I had to encounter several obstacles while I was reading as if I was one of the members of Holloway team. The book leads us to go somewhere in the book.

However, when we follow the footnote, we will confront these missing signs.


Now, I know printed books can physically distract me. Furthermore, when I start to focus on Zampano’s narrative, Johnny writes the footnotes over one page to interrupt me concentrating one plot. When Wax gets shot (I was very serious at this point and wanted to know what would happen to Wax and Jed), Johnny suddenly cuts the middle, and tells his childhood ghost story. Danielewski introduces the house’s labyrinth not only using structure but also rearranging plots of this book. Besides, random blue boxes are filled with juxtaposition of random nouns, and some letters in the box I could not read without mirror. Readers will feel overwhelming and even want to get out of this chapter. In the strange and scary hallway, Holloway members feel exactly same. 
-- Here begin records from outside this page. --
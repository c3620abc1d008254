//! Media ingestion pipeline: fetch → classify → transform → model-ready artifact.
//!
//! Source preference: inline bytes → base64 → local path → authenticated
//! gateway URL. Gateway URLs are always fetched through the bridge client so
//! the auth token travels with them; raw URLs never reach model providers.

use std::sync::Arc;
use std::time::Duration;

use async_trait::async_trait;
use base64::Engine;
use image::ImageReader;
use rand::Rng;
use tokio::process::Command;
use tracing::{debug, warn};

use solis_whatsapp::types::MediaRef;
use solis_whatsapp::GatewayClient;

use crate::error::{MediaError, Result};
use crate::magic::{detect, MediaFormat};

/// Images above this size are downscaled before the vision model sees them.
const IMAGE_BYTE_LIMIT: usize = 1024 * 1024;
/// Pages extracted from a document before we stop reading.
const DOC_PAGE_LIMIT: u32 = 20;
const DOWNLOAD_RETRIES: u32 = 2;

/// Model-ready product of ingestion.
#[derive(Debug, Clone)]
pub enum Artifact {
    Image {
        bytes: Vec<u8>,
        mime: String,
        ocr_text: Option<String>,
    },
    Audio {
        transcript: String,
        duration_sec: f64,
    },
    Document {
        extracted_text: String,
        page_count: u32,
    },
}

/// Speech-to-text backend. Implemented by the model provider layer.
#[async_trait]
pub trait SpeechToText: Send + Sync {
    async fn transcribe(&self, wav: &[u8]) -> Result<String>;
}

pub struct MediaPipeline {
    gateway: Arc<GatewayClient>,
    stt: Arc<dyn SpeechToText>,
}

impl MediaPipeline {
    pub fn new(gateway: Arc<GatewayClient>, stt: Arc<dyn SpeechToText>) -> Self {
        Self { gateway, stt }
    }

    /// Run the full pipeline for one media reference.
    pub async fn ingest(&self, media: &MediaRef) -> Result<Artifact> {
        let bytes = self.fetch(media).await?;
        let (format, confidence) = detect(&bytes, media.mime.as_deref())
            .ok_or(MediaError::UnknownFormat)?;
        debug!(?format, ?confidence, bytes = bytes.len(), "media classified");

        match format {
            MediaFormat::Png | MediaFormat::Jpeg => self.image_artifact(bytes, format),
            MediaFormat::Ogg => self.audio_artifact(bytes).await,
            MediaFormat::Pdf => self.pdf_artifact(bytes).await,
            MediaFormat::Docx => self.docx_artifact(bytes),
            MediaFormat::Zip => Err(MediaError::UnknownFormat),
        }
    }

    /// Resolve the media bytes, trying sources in preference order:
    /// inline bytes → base64 → local path → authenticated URL.
    async fn fetch(&self, media: &MediaRef) -> Result<Vec<u8>> {
        if let Some(ref bytes) = media.bytes {
            return Ok(bytes.clone());
        }
        if let Some(ref b64) = media.base64 {
            return Ok(base64::engine::general_purpose::STANDARD.decode(b64)?);
        }
        if let Some(ref path) = media.local_path {
            return Ok(tokio::fs::read(path).await?);
        }
        if let Some(ref url) = media.url {
            return self.download(url).await;
        }
        Err(MediaError::EmptySource)
    }

    async fn download(&self, url: &str) -> Result<Vec<u8>> {
        let mut last_err = String::new();
        for attempt in 0..=DOWNLOAD_RETRIES {
            match self.gateway.download_media(url).await {
                Ok(bytes) => return Ok(bytes),
                Err(e) if e.is_retryable() && attempt < DOWNLOAD_RETRIES => {
                    let jitter = rand::thread_rng().gen_range(0..500);
                    let delay = Duration::from_millis(1000 * (attempt as u64 + 1) + jitter);
                    warn!(url, attempt, error = %e, "media download failed, retrying");
                    tokio::time::sleep(delay).await;
                    last_err = e.to_string();
                }
                Err(e) => return Err(MediaError::Download(e.to_string())),
            }
        }
        Err(MediaError::Download(last_err))
    }

    fn image_artifact(&self, bytes: Vec<u8>, format: MediaFormat) -> Result<Artifact> {
        // Downscaling re-encodes as JPEG regardless of the input format.
        let (bytes, mime) = if bytes.len() > IMAGE_BYTE_LIMIT {
            (downscale_to_limit(&bytes)?, "image/jpeg")
        } else {
            match format {
                MediaFormat::Png => (bytes, "image/png"),
                _ => (bytes, "image/jpeg"),
            }
        };
        Ok(Artifact::Image {
            bytes,
            mime: mime.to_string(),
            ocr_text: None,
        })
    }

    async fn audio_artifact(&self, bytes: Vec<u8>) -> Result<Artifact> {
        let wav = transcode_opus_to_wav(&bytes).await?;
        let duration_sec = wav_duration_secs(&wav).unwrap_or(0.0);
        let transcript = self.stt.transcribe(&wav).await?;
        if transcript.trim().is_empty() {
            return Err(MediaError::EmptyTranscript);
        }
        Ok(Artifact::Audio {
            transcript,
            duration_sec,
        })
    }

    async fn pdf_artifact(&self, bytes: Vec<u8>) -> Result<Artifact> {
        let text = extract_pdf_text(bytes).await?;
        if text.trim().is_empty() {
            return Err(MediaError::Extraction("no text in document".to_string()));
        }
        // Pages are separated by form feeds.
        let page_count = (text.matches('\u{c}').count() as u32 + 1).min(DOC_PAGE_LIMIT);
        Ok(Artifact::Document {
            extracted_text: text,
            page_count,
        })
    }

    fn docx_artifact(&self, bytes: Vec<u8>) -> Result<Artifact> {
        let text = extract_docx_text(&bytes)?;
        if text.trim().is_empty() {
            return Err(MediaError::Extraction("no text in document".to_string()));
        }
        Ok(Artifact::Document {
            extracted_text: text,
            page_count: 1,
        })
    }
}

/// Shrink an image until its encoded size fits the vision-model limit.
///
/// Halves the longest edge per round; JPEG re-encode at quality 80. Three
/// rounds is always enough for WhatsApp-sized photos.
pub fn downscale_to_limit(bytes: &[u8]) -> Result<Vec<u8>> {
    let mut img = ImageReader::new(std::io::Cursor::new(bytes))
        .with_guessed_format()
        .map_err(|e| MediaError::Image(e.to_string()))?
        .decode()
        .map_err(|e| MediaError::Image(e.to_string()))?;

    for _ in 0..3 {
        let (w, h) = (img.width(), img.height());
        img = img.resize(w / 2, h / 2, image::imageops::FilterType::Triangle);

        let mut out = Vec::new();
        let mut cursor = std::io::Cursor::new(&mut out);
        let encoder = image::codecs::jpeg::JpegEncoder::new_with_quality(&mut cursor, 80);
        // JPEG has no alpha channel; flatten before encoding.
        img.to_rgb8()
            .write_with_encoder(encoder)
            .map_err(|e| MediaError::Image(e.to_string()))?;

        if out.len() <= IMAGE_BYTE_LIMIT {
            return Ok(out);
        }
    }
    Err(MediaError::Image(
        "image still above size limit after downscaling".to_string(),
    ))
}

/// OPUS (Ogg) → WAV via ffmpeg on stdin/stdout.
async fn transcode_opus_to_wav(opus: &[u8]) -> Result<Vec<u8>> {
    use tokio::io::AsyncWriteExt;

    let ffmpeg = which::which("ffmpeg")
        .map_err(|_| MediaError::Transcode("ffmpeg not found on PATH".to_string()))?;

    let mut child = Command::new(ffmpeg)
        .args(["-i", "pipe:0", "-f", "wav", "-ar", "16000", "-ac", "1", "pipe:1"])
        .stdin(std::process::Stdio::piped())
        .stdout(std::process::Stdio::piped())
        .stderr(std::process::Stdio::null())
        .spawn()
        .map_err(|e| MediaError::Transcode(e.to_string()))?;

    if let Some(mut stdin) = child.stdin.take() {
        stdin
            .write_all(opus)
            .await
            .map_err(|e| MediaError::Transcode(e.to_string()))?;
        drop(stdin);
    }

    let output = child
        .wait_with_output()
        .await
        .map_err(|e| MediaError::Transcode(e.to_string()))?;
    if !output.status.success() || output.stdout.is_empty() {
        return Err(MediaError::Transcode(format!(
            "ffmpeg exited with {}",
            output.status
        )));
    }
    Ok(output.stdout)
}

/// PDF text via pdf-extract, truncated to the first [`DOC_PAGE_LIMIT`] pages
/// (pages arrive separated by form feeds). Parsing a big scan is CPU-heavy,
/// so it runs on the blocking pool.
async fn extract_pdf_text(pdf: Vec<u8>) -> Result<String> {
    let text = tokio::task::spawn_blocking(move || pdf_extract::extract_text_from_mem(&pdf))
        .await
        .map_err(|e| MediaError::Extraction(e.to_string()))?
        .map_err(|e| MediaError::Extraction(e.to_string()))?;

    let truncated: String = text
        .split('\u{c}')
        .take(DOC_PAGE_LIMIT as usize)
        .collect::<Vec<_>>()
        .join("\u{c}");
    Ok(truncated)
}

/// DOCX text: read the main document part out of the ZIP container and strip
/// the XML tags.
fn extract_docx_text(docx: &[u8]) -> Result<String> {
    use std::io::Read;

    let mut archive = zip::ZipArchive::new(std::io::Cursor::new(docx))
        .map_err(|e| MediaError::Extraction(e.to_string()))?;
    let mut part = archive
        .by_name("word/document.xml")
        .map_err(|e| MediaError::Extraction(format!("word/document.xml: {e}")))?;
    let mut xml = String::new();
    part.read_to_string(&mut xml)
        .map_err(|e| MediaError::Extraction(e.to_string()))?;
    Ok(strip_xml_tags(&xml))
}

/// Drop XML tags, turning paragraph closes into newlines.
fn strip_xml_tags(xml: &str) -> String {
    let mut out = String::with_capacity(xml.len() / 4);
    let mut in_tag = false;
    let mut tag = String::new();
    for ch in xml.chars() {
        match ch {
            '<' => {
                in_tag = true;
                tag.clear();
            }
            '>' => {
                in_tag = false;
                if tag.starts_with("/w:p") {
                    out.push('\n');
                }
            }
            c if in_tag => tag.push(c),
            c => out.push(c),
        }
    }
    out
}

/// Duration of a canonical PCM WAV from its header fields.
fn wav_duration_secs(wav: &[u8]) -> Option<f64> {
    // byte rate lives at offset 28, data chunk size at offset 40 for the
    // plain 44-byte header ffmpeg emits.
    if wav.len() < 44 || &wav[0..4] != b"RIFF" || &wav[8..12] != b"WAVE" {
        return None;
    }
    let byte_rate = u32::from_le_bytes([wav[28], wav[29], wav[30], wav[31]]) as f64;
    let data_len = (wav.len() - 44) as f64;
    if byte_rate > 0.0 {
        Some(data_len / byte_rate)
    } else {
        None
    }
}
//! Outbound message templates for follow-ups and reminders.
//!
//! Keys are stored on the follow-up row; rendering fills in the lead's name
//! and known slot values. Unknown keys fall back to a generic nudge.

use chrono::{DateTime, Timelike, Utc};

use solis_store::types::Lead;

pub fn render(template_key: &str, lead: &Lead) -> String {
    let name = lead
        .display_name
        .clone()
        .unwrap_or_else(|| "tudo bem".to_string());

    match template_key {
        "reengage_first" => format!(
            "Oi {name}! 😊 Vi que nossa conversa ficou pela metade. \
             Ainda posso te ajudar a economizar na conta de luz?"
        ),
        "reengage_requested" => format!(
            "Oi {name}! Como combinado, voltando pra gente continuar. \
             Podemos retomar de onde paramos?"
        ),
        "nurture" => format!(
            "Oi {name}! Passando pra lembrar que a economia com energia solar \
             começa já na primeira conta. ☀️ Quer retomar nossa conversa?"
        ),
        _ => format!("Oi {name}! Ainda está por aí? Qualquer dúvida sobre energia solar, me chama!"),
    }
}

/// Reminder message for a meeting starting at `start_at`.
pub fn render_reminder(template_key: &str, lead: &Lead, start_at: DateTime<Utc>) -> String {
    let name = lead.display_name.clone().unwrap_or_else(|| "olá".to_string());
    let when = format!(
        "{} às {:02}h{:02}",
        start_at.format("%d/%m"),
        start_at.hour(),
        start_at.minute()
    );

    match template_key {
        "reminder_24h" => format!(
            "Oi {name}! Lembrete: sua reunião sobre energia solar é amanhã, {when}. \
             Nos vemos lá! 😊"
        ),
        "reminder_2h" => format!(
            "Oi {name}! Sua reunião é daqui a pouco, {when}. Já deixa o link aberto! 🙌"
        ),
        "reminder_30m" => format!("{name}, sua reunião começa em 30 minutos ({when}). Até já! ⏰"),
        _ => format!("Oi {name}! Lembrete da sua reunião: {when}."),
    }
}

#[cfg(test)]
mod tests {
    use super::*;
    use chrono::TimeZone;
    use solis_core::types::{LeadId, Phone, QualificationStage, SolutionChoice, Temperature};

    fn lead(name: Option<&str>) -> Lead {
        Lead {
            id: LeadId::new(),
            phone: Phone::new("+5581999999999"),
            display_name: name.map(String::from),
            email: None,
            stage: QualificationStage::CapturingBill,
            solution: SolutionChoice::Unknown,
            bill_amount: None,
            competitor_name: None,
            competitor_discount_pct: None,
            score: 0,
            temperature: Temperature::Cold,
            crm_external_id: None,
            deleted: false,
            created_at: Utc::now(),
            updated_at: Utc::now(),
        }
    }

    #[test]
    fn templates_include_the_name() {
        let text = render("reengage_first", &lead(Some("João")));
        assert!(text.contains("João"));
    }

    #[test]
    fn unknown_key_falls_back() {
        let text = render("no_such_template", &lead(Some("Ana")));
        assert!(text.contains("Ana"));
    }

    #[test]
    fn reminder_includes_time() {
        let start = Utc.with_ymd_and_hms(2025, 6, 17, 10, 0, 0).unwrap();
        let text = render_reminder("reminder_2h", &lead(Some("João")), start);
        assert!(text.contains("10h00"));
    }
}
           This book breaks the prejudice that we might have about printed literature. It mocks how books are supposed to be. Footnotes have to give useful information to readers. However, among millions of footnotes, either Zampano or Johnny does not explain what this Morse code (· · · – – – · · ·) means and you cannot finish this book without holding upside down and using mirror. Besides, some footnotes distract readers to concentrate rather than help to understand the story. In addition, we usually think reading books give various indirect experiences. However, the printed books give both direct as well as indirect experience. When I was in the elementary school, my teacher almost forced us to read books during summer break. She explained if I read books I could experience various things indirectly. However, while I passed through this crazy labyrinth, I was seriously confused and annoyed. It does not belong to only indirect experience anymore. How it formatted makes you feel really intricate. This entire format challenges traditional structures of printed books.

1 comment:

  1. At this point, I feel like, "of course this book has Morse code." The strange will now and forever be accepted, thank you House of Leaves. The SOS message seems to me to be a distress message for the men who are searching through the depths of the house. Their exploration was the creepiest part of the story for me, but also the most fun. I was so wrapped up in it, waiting for something disastrous to happen. The strange formatting of the book only builds up this suspense for me, as you can not entirely know what will be on the next page story wise and visually. This book is one of surprises.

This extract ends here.